I have the following trivial thrust::gather program (taken directly from the thrust::gather documentation)
#include <thrust/gather.h>
#include <thrust/device_vector.h>
int main(void)
{
// mark even indices with a 1; odd indices with a 0
int values[10] = {1, 0, 1, 0, 1, 0, 1, 0, 1, 0};
thrust::device_vector<int> d_values(values, values + 10);
// gather all even indices into the first half of the range
// and odd indices to the last half of the range
int map[10] = {0, 2, 4, 6, 8, 1, 3, 5, 7, 9};
thrust::device_vector<int> d_map(map, map + 10);
thrust::device_vector<int> d_output(10);
thrust::gather(d_map.begin(), d_map.end(),
d_values.begin(),
d_output.begin());
// d_output is now {1, 1, 1, 1, 1, 0, 0, 0, 0, 0}
return 0;
}
I compile this with
/usr/local/cuda/bin/nvcc -ccbin g++ -I../../common/inc -m64 -g -G -gencode arch=compute_30,code=sm_30 -o thrustGather.o -c thrustGather.cu
/usr/local/cuda/bin/nvcc -ccbin g++ -m64 -g -G -o thrustGather thrustGather.o
Next I try running this simple program after first attaching it to cuda-gdb:
>cuda-gdb ./thrustGather
NVIDIA (R) CUDA Debugger
5.5 release
Portions Copyright (C) 2007-2013 NVIDIA Corporation
GNU gdb (GDB) 7.2
Copyright (C) 2010 Free Software Foundation, Inc.

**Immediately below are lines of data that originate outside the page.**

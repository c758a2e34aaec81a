//! SeaORM implementation of CarRepository and CapacitySource

use async_trait::async_trait;
use sea_orm::{
    ActiveModelTrait, ColumnTrait, DatabaseConnection, EntityTrait, PaginatorTrait, QueryFilter,
    QueryOrder, Set,
};
use tracing::debug;
use uuid::Uuid;

use crate::domain::car::{Car, CarCategory, CarRepository};
use crate::domain::reservation::CapacitySource;
use crate::infrastructure::database::entities::car;
use crate::shared::errors::{InfraError, StoreResult};

pub struct SeaOrmCarRepository {
    db: DatabaseConnection,
}

impl SeaOrmCarRepository {
    pub fn new(db: DatabaseConnection) -> Self {
        Self { db }
    }
}

fn model_to_domain(m: car::Model) -> StoreResult<Car> {
    let category = CarCategory::new(&m.category)
        .map_err(|e| InfraError::Corrupted(format!("car {}: {}", m.id, e)))?;
    Ok(Car {
        id: m.id,
        plate: m.plate,
        category,
        created_at: m.created_at,
    })
}

#[async_trait]
impl CarRepository for SeaOrmCarRepository {
    async fn add(&self, c: Car) -> StoreResult<()> {
        debug!("Saving car: {} ({})", c.plate, c.id);

        let model = car::ActiveModel {
            id: Set(c.id),
            plate: Set(c.plate),
            category: Set(c.category.as_str().to_string()),
            created_at: Set(c.created_at),
        };
        model.insert(&self.db).await?;
        Ok(())
    }

    async fn find_by_id(&self, id: Uuid) -> StoreResult<Option<Car>> {
        car::Entity::find_by_id(id)
            .one(&self.db)
            .await?
            .map(model_to_domain)
            .transpose()
    }

    async fn find_by_plate(&self, plate: &str) -> StoreResult<Option<Car>> {
        car::Entity::find()
            .filter(car::Column::Plate.eq(plate))
            .one(&self.db)
            .await?
            .map(model_to_domain)
            .transpose()
    }

    async fn find_all(&self) -> StoreResult<Vec<Car>> {
        car::Entity::find()
            .order_by_asc(car::Column::Plate)
            .all(&self.db)
            .await?
            .into_iter()
            .map(model_to_domain)
            .collect()
    }
}

#[async_trait]
impl CapacitySource for SeaOrmCarRepository {
    async fn count_cars_in_category(&self, category: &CarCategory) -> StoreResult<u64> {
        let count = car::Entity::find()
            .filter(car::Column::Category.eq(category.as_str()))
            .count(&self.db)
            .await?;
        Ok(count)
    }
}
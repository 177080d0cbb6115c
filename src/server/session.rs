//! One Session binds a Connection to a parser instance and a client
//! identity: read, parse, dispatch, reply, loop. See spec §4.7.

use std::cell::RefCell;
use std::io;
use std::rc::Rc;

use bytes::{Bytes, BytesMut};

use crate::db::{Ctx, Instance};
use crate::net::{Connection, EventLoop, RecvOutcome};
use crate::resp::{Piece, RequestParser};

use super::client::ClientRegistry;

/// Matches spec §4.7's fixed-size receive slice.
const RECV_BUF_CAP: usize = 2048;

pub struct Session {
    id: u64,
    conn: Connection,
    parser: RequestParser,
    client_name: Option<Bytes>,
}

impl Session {
    fn new(id: u64, conn: Connection) -> Session {
        Session {
            id,
            conn,
            parser: RequestParser::new(),
            client_name: None,
        }
    }

    pub fn id(&self) -> u64 {
        self.id
    }

    pub fn client_name(&self) -> Option<&Bytes> {
        self.client_name.as_ref()
    }

    #[cfg(test)]
    pub(crate) fn new_for_test(id: u64, conn: Connection) -> Session {
        Session::new(id, conn)
    }

    /// Register a freshly accepted connection and start its recv/dispatch
    /// loop. The session stays alive in `registry` for the lifetime of the
    /// connection; command handlers reach it back through the registry via
    /// `ctx.session_id`.
    pub fn spawn(
        conn: Connection,
        instance: Rc<RefCell<Instance>>,
        registry: Rc<RefCell<ClientRegistry>>,
        lp: &mut EventLoop,
    ) {
        let id = registry.borrow_mut().reserve_id();
        let session = Rc::new(RefCell::new(Session::new(id, conn)));
        registry.borrow_mut().insert(session.clone());
        Session::arm_recv(session, instance, registry, lp);
    }

    fn arm_recv(
        session: Rc<RefCell<Session>>,
        instance: Rc<RefCell<Instance>>,
        registry: Rc<RefCell<ClientRegistry>>,
        lp: &mut EventLoop,
    ) {
        let conn = session.borrow().conn.clone();
        let buf = BytesMut::with_capacity(RECV_BUF_CAP);
        conn.async_recv(
            lp,
            buf,
            Box::new(move |lp, result| {
                Session::on_recv(session, instance, registry, lp, result);
            }),
        );
    }

    fn on_recv(
        session: Rc<RefCell<Session>>,
        instance: Rc<RefCell<Instance>>,
        registry: Rc<RefCell<ClientRegistry>>,
        lp: &mut EventLoop,
        result: io::Result<RecvOutcome>,
    ) {
        let data = match result {
            Ok(RecvOutcome::Data(buf)) => buf,
            Ok(RecvOutcome::Eof) => {
                Session::finish(session, registry, lp);
                return;
            }
            Err(err) => {
                tracing::debug!(error = %err, "session recv failed, closing");
                Session::finish(session, registry, lp);
                return;
            }
        };

        let requests = session.borrow_mut().parser.feed(&data);
        let requests = match requests {
            Ok(reqs) => reqs,
            Err(parse_err) => {
                let piece = Piece::error(format!("ERR {parse_err}"));
                Session::send_and_close(session, registry, lp, piece.serialize());
                return;
            }
        };

        Session::process(session, instance, registry, lp, requests, 0);
    }

    /// Dispatch and reply to `requests[index..]` in order, then re-arm the
    /// recv loop once the whole batch has been sent. Replies are sent one
    /// at a time (rather than concatenated) so that a `close_after_send`
    /// reply mid-batch still closes the connection after that reply alone
    /// is flushed, not after the rest of the pipeline.
    fn process(
        session: Rc<RefCell<Session>>,
        instance: Rc<RefCell<Instance>>,
        registry: Rc<RefCell<ClientRegistry>>,
        lp: &mut EventLoop,
        requests: Vec<crate::resp::Request>,
        index: usize,
    ) {
        if index >= requests.len() {
            Session::arm_recv(session, instance, registry, lp);
            return;
        }

        let reply = {
            let mut session_ref = session.borrow_mut();
            let id = session_ref.id;
            let mut ctx = Ctx {
                session_id: id,
                client_name: &mut session_ref.client_name,
            };
            instance.borrow_mut().dispatch(&requests[index], &mut ctx)
        };

        let bytes = reply.piece.serialize();
        if reply.close_after_send {
            Session::send_and_close(session, registry, lp, bytes);
            return;
        }

        let conn = session.borrow().conn.clone();
        conn.async_send(
            lp,
            bytes,
            Box::new(move |lp, result| {
                if let Err(err) = result {
                    tracing::debug!(error = %err, "session send failed, closing");
                    Session::finish(session, registry, lp);
                    return;
                }
                Session::process(session, instance, registry, lp, requests, index + 1);
            }),
        );
    }

    fn send_and_close(
        session: Rc<RefCell<Session>>,
        registry: Rc<RefCell<ClientRegistry>>,
        lp: &mut EventLoop,
        bytes: Bytes,
    ) {
        let conn = session.borrow().conn.clone();
        conn.async_send(
            lp,
            bytes,
            Box::new(move |lp, _result| {
                Session::finish(session, registry, lp);
            }),
        );
    }

    fn finish(session: Rc<RefCell<Session>>, registry: Rc<RefCell<ClientRegistry>>, lp: &mut EventLoop) {
        let id = session.borrow().id;
        session.borrow().conn.close(lp);
        registry.borrow_mut().remove(id);
    }
}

License GPLv3+: GNU GPL version 3 or later <http://gnu.org/licenses/gpl.html>
This is free software: you are free to change and redistribute it.
There is NO WARRANTY, to the extent permitted by law. Type "show copying"
and "show warranty" for details.
This GDB was configured as "x86_64-unknown-linux-gnu".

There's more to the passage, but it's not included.